RECENT DEVELOPMENTS IN THE GENETICS OF ALCOHOL‐RELATED PHENOTYPES

Abstract

This article presents the proceedings of a symposia held at the International Society for Biomedical Research on Alcoholism Congress in Mannheim, Germany, in October, 2004 and focused on recent developments in alcohol‐related phenotypes from three different research groups. The first presentation focused on the possible contribution of polymorphisms of alcohol dehydrogenase (ADH) and aldehyde dehydrogenase‐2 (ALDH2) as contributors to alcohol‐related organ damage. As polymorphisms of both ADH and ALDH, these genes may explain individual differences in the concentration and elimination of ethanol and acetaldehyde in the blood after heavy drinking; they may also be useful for determining their possible contribution to possible alcohol‐related types of organ damage, including amnestic problems and polyneuropathy. A second presentation examined externalizing behavior phenotypes, including conduct disorder symptoms, aggression, and suicidal behavior, which are all prevalent among individuals with alcohol dependence.
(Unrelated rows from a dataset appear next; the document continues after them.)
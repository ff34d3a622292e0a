//! Control-plane message format and command codes.
//!
//! A request is a command word followed by zero or more payload words. A
//! reply is a status word followed by payload words: the status echoes the
//! command on success or carries an [`ErrorCode`] sentinel (top bit set).
//! All words are big-endian `u32`.

use crate::{Error, Result};

/// Words per column block of a pixel configuration upload.
pub const PIXEL_CONFIG_BLOCK: usize = 48;

/// Commands understood by the gateway.
///
/// Codes below `0x100` are forwarded to the detector control link; the rest
/// are served by the gateway's own workers.
#[derive(Debug, Clone, Copy, PartialEq, Eq, Hash)]
#[repr(u32)]
pub enum Command {
    Nop = 0x0000,
    GetSoftwareVersion = 0x0001,
    GetFirmwareVersion = 0x0002,
    GetCameraId = 0x0003,
    GetDeviceIds = 0x0004,
    GetLocalTemp = 0x0005,
    GetRemoteTemp = 0x0006,
    GetFpgaTemp = 0x0007,
    GetFanSpeed = 0x0008,
    GetPressure = 0x0009,
    GetHumidity = 0x000A,
    GetSpidrAdc = 0x000B,

    SetBiasVoltage = 0x0010,
    SetBiasSupplyEnabled = 0x0011,
    RestartTimers = 0x0012,
    ResetTimers = 0x0013,
    ResetPixels = 0x0014,
    SetToaDecodersEnabled = 0x0015,

    GetDevicePort = 0x0018,
    GetServerPort = 0x0019,
    SetServerPort = 0x001A,

    GetDac = 0x0020,
    SetDac = 0x0021,
    SetSenseDac = 0x0022,

    GetSpidrRegister = 0x0024,
    SetSpidrRegister = 0x0025,
    GetPllConfig = 0x0026,
    SetPllConfig = 0x0027,
    GetHeaderFilter = 0x0028,
    SetHeaderFilter = 0x0029,
    GetGenConfig = 0x002A,
    SetGenConfig = 0x002B,
    GetPeriodPhase = 0x002C,
    SetPeriodPhase = 0x002D,

    StartReadout = 0x0030,
    StopReadout = 0x0031,
    AutotrigStart = 0x0032,
    AutotrigStop = 0x0033,
    GetTriggerConf = 0x0034,
    SetTriggerConf = 0x0035,
    GetReadoutSpeed = 0x0036,

    GetPixelConfig = 0x0038,
    SetPixelConfig = 0x0039,
    ResetModule = 0x003A,

    SetUdpPort = 0x0100,
    SetRawTpx3Path = 0x0101,
    GetRawDataServerPath = 0x0102,
    GetClusterServerPath = 0x0110,
    SetClusterInputServer = 0x0111,
    SetClusterParameters = 0x0112,
    FlushClusters = 0x0113,
    SetClusterSavePath = 0x0114,
    GetHistogramServerPath = 0x0120,
    SetHistogramInputServer = 0x0121,
    SetHistogramOutputPeriod = 0x0122,
}

impl Command {
    const ALL: [Command; 55] = [
        Command::Nop,
        Command::GetSoftwareVersion,
        Command::GetFirmwareVersion,
        Command::GetCameraId,
        Command::GetDeviceIds,
        Command::GetLocalTemp,
        Command::GetRemoteTemp,
        Command::GetFpgaTemp,
        Command::GetFanSpeed,
        Command::GetPressure,
        Command::GetHumidity,
        Command::GetSpidrAdc,
        Command::SetBiasVoltage,
        Command::SetBiasSupplyEnabled,
        Command::RestartTimers,
        Command::ResetTimers,
        Command::ResetPixels,
        Command::SetToaDecodersEnabled,
        Command::GetDevicePort,
        Command::GetServerPort,
        Command::SetServerPort,
        Command::GetDac,
        Command::SetDac,
        Command::SetSenseDac,
        Command::GetSpidrRegister,
        Command::SetSpidrRegister,
        Command::GetPllConfig,
        Command::SetPllConfig,
        Command::GetHeaderFilter,
        Command::SetHeaderFilter,
        Command::GetGenConfig,
        Command::SetGenConfig,
        Command::GetPeriodPhase,
        Command::SetPeriodPhase,
        Command::StartReadout,
        Command::StopReadout,
        Command::AutotrigStart,
        Command::AutotrigStop,
        Command::GetTriggerConf,
        Command::SetTriggerConf,
        Command::GetReadoutSpeed,
        Command::GetPixelConfig,
        Command::SetPixelConfig,
        Command::ResetModule,
        Command::SetUdpPort,
        Command::SetRawTpx3Path,
        Command::GetRawDataServerPath,
        Command::GetClusterServerPath,
        Command::SetClusterInputServer,
        Command::SetClusterParameters,
        Command::FlushClusters,
        Command::SetClusterSavePath,
        Command::GetHistogramServerPath,
        Command::SetHistogramInputServer,
        Command::SetHistogramOutputPeriod,
    ];

    /// Looks up a wire code.
    #[must_use]
    pub fn from_code(code: u32) -> Option<Self> {
        Self::ALL.iter().copied().find(|c| c.code() == code)
    }

    /// Wire code.
    #[must_use]
    pub fn code(self) -> u32 {
        self as u32
    }

    /// Whether the command is relayed to the detector control link.
    #[must_use]
    pub fn is_hardware(self) -> bool {
        self.code() < 0x100
    }

    /// Exact number of payload words required, where fixed.
    #[must_use]
    pub fn payload_words(self) -> Option<usize> {
        match self {
            Command::GetSpidrAdc
            | Command::SetBiasVoltage
            | Command::SetBiasSupplyEnabled
            | Command::SetToaDecodersEnabled
            | Command::SetServerPort
            | Command::GetDac
            | Command::SetDac
            | Command::SetSenseDac
            | Command::GetSpidrRegister
            | Command::SetPllConfig
            | Command::SetHeaderFilter
            | Command::SetGenConfig
            | Command::SetPeriodPhase
            | Command::GetPixelConfig
            | Command::ResetModule
            | Command::SetUdpPort
            | Command::SetHistogramOutputPeriod => Some(1),
            Command::SetSpidrRegister => Some(2),
            Command::SetClusterParameters => Some(3),
            Command::SetTriggerConf => Some(5),
            Command::SetPixelConfig
            | Command::SetRawTpx3Path
            | Command::SetClusterInputServer
            | Command::SetClusterSavePath => None,
            _ => Some(0),
        }
    }

    /// Whether a payload of `len` words has an acceptable shape.
    ///
    /// Pixel configuration is one column selector followed by whole
    /// 48-word column blocks.
    #[must_use]
    pub fn accepts_payload(self, len: usize) -> bool {
        match (self, self.payload_words()) {
            (Command::SetPixelConfig, _) => len >= 1 && (len - 1) % PIXEL_CONFIG_BLOCK == 0,
            (_, Some(words)) => len == words,
            (_, None) => true,
        }
    }
}

/// Error sentinels carried in the reply status word.
#[derive(Debug, Clone, Copy, PartialEq, Eq, Hash)]
#[repr(u32)]
pub enum ErrorCode {
    ErrorOccurred = 0x8000_0000,
    UnknownCommand = 0x8000_0001,
    InvalidCommandData = 0x8000_0002,
    WorkerNotStarted = 0x8000_0003,
    WorkerNotConnected = 0x8000_0004,
    CantOpenFile = 0x8000_0005,
}

impl ErrorCode {
    /// Looks up a status word.
    #[must_use]
    pub fn from_code(code: u32) -> Option<Self> {
        match code {
            0x8000_0000 => Some(Self::ErrorOccurred),
            0x8000_0001 => Some(Self::UnknownCommand),
            0x8000_0002 => Some(Self::InvalidCommandData),
            0x8000_0003 => Some(Self::WorkerNotStarted),
            0x8000_0004 => Some(Self::WorkerNotConnected),
            0x8000_0005 => Some(Self::CantOpenFile),
            _ => None,
        }
    }

    /// Wire code.
    #[must_use]
    pub fn code(self) -> u32 {
        self as u32
    }
}

fn words_to_bytes(first: u32, rest: &[u32]) -> Vec<u8> {
    let mut out = Vec::with_capacity(4 * (1 + rest.len()));
    out.extend_from_slice(&first.to_be_bytes());
    for w in rest {
        out.extend_from_slice(&w.to_be_bytes());
    }
    out
}

fn bytes_to_words(bytes: &[u8]) -> Result<Vec<u32>> {
    if bytes.len() < 4 || bytes.len() % 4 != 0 {
        return Err(Error::MalformedMessage(bytes.len()));
    }
    Ok(bytes
        .chunks_exact(4)
        .map(|c| u32::from_be_bytes([c[0], c[1], c[2], c[3]]))
        .collect())
}

/// A control request.
#[derive(Debug, Clone, PartialEq, Eq)]
pub struct Request {
    pub command: u32,
    pub payload: Vec<u32>,
}

impl Request {
    /// A request with no payload.
    #[must_use]
    pub fn new(command: Command) -> Self {
        Self {
            command: command.code(),
            payload: Vec::new(),
        }
    }

    /// A request carrying payload words.
    #[must_use]
    pub fn with_payload(command: Command, payload: Vec<u32>) -> Self {
        Self {
            command: command.code(),
            payload,
        }
    }

    /// A request carrying a packed string.
    #[must_use]
    pub fn with_string(command: Command, value: &str) -> Self {
        Self::with_payload(command, pack_string(value))
    }

    /// The known command, if any.
    #[must_use]
    pub fn kind(&self) -> Option<Command> {
        Command::from_code(self.command)
    }

    /// Wire form.
    #[must_use]
    pub fn encode(&self) -> Vec<u8> {
        words_to_bytes(self.command, &self.payload)
    }

    /// Parses the wire form.
    ///
    /// # Errors
    /// Returns [`Error::MalformedMessage`] when the size is under one word or
    /// not a multiple of four.
    pub fn decode(bytes: &[u8]) -> Result<Self> {
        let mut words = bytes_to_words(bytes)?;
        let command = words.remove(0);
        Ok(Self {
            command,
            payload: words,
        })
    }
}

/// A control reply.
#[derive(Debug, Clone, PartialEq, Eq)]
pub struct Reply {
    pub code: u32,
    pub payload: Vec<u32>,
}

impl Reply {
    /// Success reply echoing the request's command.
    #[must_use]
    pub fn ok(request: &Request) -> Self {
        Self {
            code: request.command,
            payload: Vec::new(),
        }
    }

    /// Success reply with payload words.
    #[must_use]
    pub fn ok_with(request: &Request, payload: Vec<u32>) -> Self {
        Self {
            code: request.command,
            payload,
        }
    }

    /// Success reply repeating the request payload, as setters answer.
    #[must_use]
    pub fn echo(request: &Request) -> Self {
        Self::ok_with(request, request.payload.clone())
    }

    /// Success reply carrying a packed string.
    #[must_use]
    pub fn ok_string(request: &Request, value: &str) -> Self {
        Self::ok_with(request, pack_string(value))
    }

    /// Error reply with an empty payload.
    #[must_use]
    pub fn error(code: ErrorCode) -> Self {
        Self {
            code: code.code(),
            payload: Vec::new(),
        }
    }

    /// The error sentinel, if the status word carries one.
    #[must_use]
    pub fn error_code(&self) -> Option<ErrorCode> {
        ErrorCode::from_code(self.code)
    }

    /// Whether the status word has the error bit set.
    #[must_use]
    pub fn is_error(&self) -> bool {
        self.code & 0x8000_0000 != 0
    }

    /// Payload decoded as a packed string.
    #[must_use]
    pub fn payload_string(&self) -> String {
        unpack_string(&self.payload)
    }

    /// Wire form.
    #[must_use]
    pub fn encode(&self) -> Vec<u8> {
        words_to_bytes(self.code, &self.payload)
    }

    /// Parses the wire form.
    ///
    /// # Errors
    /// Returns [`Error::MalformedMessage`] on a bad size.
    pub fn decode(bytes: &[u8]) -> Result<Self> {
        let mut words = bytes_to_words(bytes)?;
        let code = words.remove(0);
        Ok(Self {
            code,
            payload: words,
        })
    }
}

/// Parses a raw request, runs `handler` and encodes its reply.
///
/// Malformed input never reaches the handler; it is answered with
/// [`ErrorCode::InvalidCommandData`].
pub fn respond<F>(raw: &[u8], handler: F) -> Vec<u8>
where
    F: FnOnce(&Request) -> Reply,
{
    match Request::decode(raw) {
        Ok(request) => handler(&request).encode(),
        Err(_) => Reply::error(ErrorCode::InvalidCommandData).encode(),
    }
}

/// Packs a string four bytes per word, first byte most significant.
///
/// The result always ends with at least one NUL byte.
#[must_use]
pub fn pack_string(value: &str) -> Vec<u32> {
    let mut bytes = value.as_bytes().to_vec();
    bytes.push(0);
    while bytes.len() % 4 != 0 {
        bytes.push(0);
    }
    bytes
        .chunks_exact(4)
        .map(|c| u32::from_be_bytes([c[0], c[1], c[2], c[3]]))
        .collect()
}

/// Reverses [`pack_string`], stopping at the first NUL.
#[must_use]
pub fn unpack_string(words: &[u32]) -> String {
    let bytes: Vec<u8> = words
        .iter()
        .flat_map(|w| w.to_be_bytes())
        .take_while(|&b| b != 0)
        .collect();
    String::from_utf8_lossy(&bytes).into_owned()
}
As part of the Collaborative Study on the Genetics of Alcoholism, a genome screen was performed in multiplex alcohol‐dependent families to identify chromosomal regions related to these three types of externalizing behaviors. Both the quantitative and qualitative phenotypes were examined, and evidence of linkage was found for several chromosomal regions. An area of chromosome 2 demonstrated linkages for suicidal behavior, conduct problems, and alcohol dependence, suggesting a possible sharing of genes for different externalizing behavior phenotypes. The last presentation focused on serotonin (5‐HT) as being a key neurotransmitter in antisocial alcoholism and related phenotypes. In a study of adult alcoholics, an association was found between a lower frequency of the 5‐HT 1B 861C allele, antisocial personality traits, and conduct disorder in alcohol dependence. Adult antisocial personality was more often found in male subjects. Based on the presented analyses, inconsistent but encouraging results were found to support the role of the 5‐HT 1B G 861 C polymorphism and antisocial behavior in alcohol dependence.